Task details >> Take from the material every line that contains the word "BTreeMap".

───── Material for this exercise ─────

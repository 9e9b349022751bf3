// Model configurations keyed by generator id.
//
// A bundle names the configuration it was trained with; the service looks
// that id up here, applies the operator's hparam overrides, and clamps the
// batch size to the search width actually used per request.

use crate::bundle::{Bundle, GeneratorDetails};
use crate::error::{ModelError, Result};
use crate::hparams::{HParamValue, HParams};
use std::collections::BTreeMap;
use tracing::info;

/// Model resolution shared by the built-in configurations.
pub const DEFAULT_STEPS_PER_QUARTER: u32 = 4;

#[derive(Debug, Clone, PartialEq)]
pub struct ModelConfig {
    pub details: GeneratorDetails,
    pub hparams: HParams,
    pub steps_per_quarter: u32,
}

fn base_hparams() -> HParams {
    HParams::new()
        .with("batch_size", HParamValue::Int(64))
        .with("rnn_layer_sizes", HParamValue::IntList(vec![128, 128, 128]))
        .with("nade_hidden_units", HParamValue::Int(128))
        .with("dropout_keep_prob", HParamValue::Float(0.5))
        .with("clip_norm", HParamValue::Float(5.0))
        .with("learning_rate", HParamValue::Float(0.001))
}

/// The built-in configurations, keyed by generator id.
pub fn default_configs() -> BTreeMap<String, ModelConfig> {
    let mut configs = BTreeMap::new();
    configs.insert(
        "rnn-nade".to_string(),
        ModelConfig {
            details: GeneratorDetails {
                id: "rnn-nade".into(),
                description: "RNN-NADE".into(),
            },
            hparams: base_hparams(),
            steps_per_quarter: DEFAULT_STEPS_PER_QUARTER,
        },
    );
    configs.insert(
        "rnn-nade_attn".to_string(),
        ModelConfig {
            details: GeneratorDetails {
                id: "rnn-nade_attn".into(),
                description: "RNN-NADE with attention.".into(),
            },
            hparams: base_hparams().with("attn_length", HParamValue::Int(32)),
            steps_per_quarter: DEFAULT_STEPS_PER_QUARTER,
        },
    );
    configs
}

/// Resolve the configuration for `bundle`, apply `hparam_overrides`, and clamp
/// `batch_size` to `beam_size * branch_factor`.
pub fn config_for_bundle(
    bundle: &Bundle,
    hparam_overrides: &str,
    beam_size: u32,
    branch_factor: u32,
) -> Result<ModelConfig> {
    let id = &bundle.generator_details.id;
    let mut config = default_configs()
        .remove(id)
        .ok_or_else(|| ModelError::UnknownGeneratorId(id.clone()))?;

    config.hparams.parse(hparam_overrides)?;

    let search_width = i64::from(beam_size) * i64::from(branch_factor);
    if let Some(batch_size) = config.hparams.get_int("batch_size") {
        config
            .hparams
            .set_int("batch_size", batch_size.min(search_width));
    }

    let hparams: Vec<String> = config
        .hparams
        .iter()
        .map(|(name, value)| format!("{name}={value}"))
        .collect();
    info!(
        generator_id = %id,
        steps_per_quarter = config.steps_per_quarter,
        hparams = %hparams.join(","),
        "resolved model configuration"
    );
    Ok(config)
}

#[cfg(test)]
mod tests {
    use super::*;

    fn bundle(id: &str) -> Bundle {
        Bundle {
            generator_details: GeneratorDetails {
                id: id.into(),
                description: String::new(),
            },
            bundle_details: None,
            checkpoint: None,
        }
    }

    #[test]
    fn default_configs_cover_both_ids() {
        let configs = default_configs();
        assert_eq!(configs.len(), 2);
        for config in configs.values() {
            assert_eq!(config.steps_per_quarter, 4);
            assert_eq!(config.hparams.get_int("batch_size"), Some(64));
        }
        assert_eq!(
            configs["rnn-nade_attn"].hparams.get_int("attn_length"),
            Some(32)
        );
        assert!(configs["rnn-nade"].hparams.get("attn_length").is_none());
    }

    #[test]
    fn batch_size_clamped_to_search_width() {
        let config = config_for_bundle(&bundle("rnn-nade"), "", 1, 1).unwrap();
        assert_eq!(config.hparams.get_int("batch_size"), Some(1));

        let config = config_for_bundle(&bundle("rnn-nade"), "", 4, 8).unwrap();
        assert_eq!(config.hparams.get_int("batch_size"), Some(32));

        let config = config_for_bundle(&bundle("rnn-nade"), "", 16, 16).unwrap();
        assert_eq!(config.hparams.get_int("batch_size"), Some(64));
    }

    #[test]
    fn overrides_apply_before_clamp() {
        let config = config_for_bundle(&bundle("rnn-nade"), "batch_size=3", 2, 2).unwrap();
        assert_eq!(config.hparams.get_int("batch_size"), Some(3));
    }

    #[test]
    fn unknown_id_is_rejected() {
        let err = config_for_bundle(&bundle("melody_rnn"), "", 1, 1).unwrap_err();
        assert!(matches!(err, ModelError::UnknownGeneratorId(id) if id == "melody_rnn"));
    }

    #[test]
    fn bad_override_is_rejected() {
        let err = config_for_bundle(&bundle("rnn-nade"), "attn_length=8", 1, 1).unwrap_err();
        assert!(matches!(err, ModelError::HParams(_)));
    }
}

─────
───── Material for this exercise ─────

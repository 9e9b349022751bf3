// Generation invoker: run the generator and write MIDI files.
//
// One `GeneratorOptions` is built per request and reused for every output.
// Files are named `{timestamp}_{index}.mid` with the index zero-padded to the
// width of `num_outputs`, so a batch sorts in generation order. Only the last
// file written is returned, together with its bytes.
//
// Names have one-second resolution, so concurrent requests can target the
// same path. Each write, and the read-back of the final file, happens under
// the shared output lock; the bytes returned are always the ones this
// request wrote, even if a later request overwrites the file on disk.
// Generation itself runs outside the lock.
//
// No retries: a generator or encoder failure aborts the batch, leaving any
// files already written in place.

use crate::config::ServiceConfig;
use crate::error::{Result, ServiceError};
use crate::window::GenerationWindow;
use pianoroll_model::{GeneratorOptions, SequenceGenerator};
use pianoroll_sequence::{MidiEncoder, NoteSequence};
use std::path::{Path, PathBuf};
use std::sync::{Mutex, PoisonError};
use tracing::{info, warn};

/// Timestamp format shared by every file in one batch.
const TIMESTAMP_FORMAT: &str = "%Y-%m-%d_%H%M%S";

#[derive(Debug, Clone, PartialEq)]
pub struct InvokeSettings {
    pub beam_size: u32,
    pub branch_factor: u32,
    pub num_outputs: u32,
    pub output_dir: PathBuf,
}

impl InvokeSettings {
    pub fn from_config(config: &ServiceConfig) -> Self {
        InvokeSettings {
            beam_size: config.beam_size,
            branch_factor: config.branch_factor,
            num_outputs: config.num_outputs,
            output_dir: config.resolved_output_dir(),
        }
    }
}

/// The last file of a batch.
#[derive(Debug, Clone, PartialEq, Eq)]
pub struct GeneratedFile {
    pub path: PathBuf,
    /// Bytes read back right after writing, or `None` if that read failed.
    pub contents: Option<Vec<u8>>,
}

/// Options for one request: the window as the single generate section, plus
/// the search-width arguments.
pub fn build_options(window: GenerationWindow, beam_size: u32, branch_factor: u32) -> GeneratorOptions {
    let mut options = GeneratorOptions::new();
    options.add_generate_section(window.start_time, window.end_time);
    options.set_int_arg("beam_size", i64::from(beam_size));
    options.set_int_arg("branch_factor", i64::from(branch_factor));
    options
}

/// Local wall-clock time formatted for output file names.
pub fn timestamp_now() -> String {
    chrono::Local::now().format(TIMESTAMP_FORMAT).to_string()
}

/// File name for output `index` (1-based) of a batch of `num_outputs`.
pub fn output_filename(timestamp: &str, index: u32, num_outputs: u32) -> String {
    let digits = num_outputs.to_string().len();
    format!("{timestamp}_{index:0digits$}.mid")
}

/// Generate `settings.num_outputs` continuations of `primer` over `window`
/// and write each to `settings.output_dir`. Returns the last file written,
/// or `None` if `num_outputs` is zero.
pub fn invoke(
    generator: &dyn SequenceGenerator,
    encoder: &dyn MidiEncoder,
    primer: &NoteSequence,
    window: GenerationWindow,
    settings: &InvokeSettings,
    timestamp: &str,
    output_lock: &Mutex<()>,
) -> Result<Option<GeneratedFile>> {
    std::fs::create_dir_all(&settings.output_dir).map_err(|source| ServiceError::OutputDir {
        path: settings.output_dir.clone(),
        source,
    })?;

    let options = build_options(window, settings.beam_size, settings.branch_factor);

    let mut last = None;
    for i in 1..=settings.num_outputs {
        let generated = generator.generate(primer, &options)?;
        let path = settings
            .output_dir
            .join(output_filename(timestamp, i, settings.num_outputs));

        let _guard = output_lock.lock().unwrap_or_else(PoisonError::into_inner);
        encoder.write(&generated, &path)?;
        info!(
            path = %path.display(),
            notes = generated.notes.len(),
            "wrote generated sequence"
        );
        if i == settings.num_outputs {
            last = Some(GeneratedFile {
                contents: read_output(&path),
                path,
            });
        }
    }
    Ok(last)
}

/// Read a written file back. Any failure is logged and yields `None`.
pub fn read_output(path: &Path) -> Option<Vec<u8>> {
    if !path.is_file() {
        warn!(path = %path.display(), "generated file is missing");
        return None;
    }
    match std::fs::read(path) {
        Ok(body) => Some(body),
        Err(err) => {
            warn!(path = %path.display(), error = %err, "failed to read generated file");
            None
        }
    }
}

─────

Response to the exercise >>
use std::collections::BTreeMap;
pub fn default_configs() -> BTreeMap<String, ModelConfig> {
    let mut configs = BTreeMap::new();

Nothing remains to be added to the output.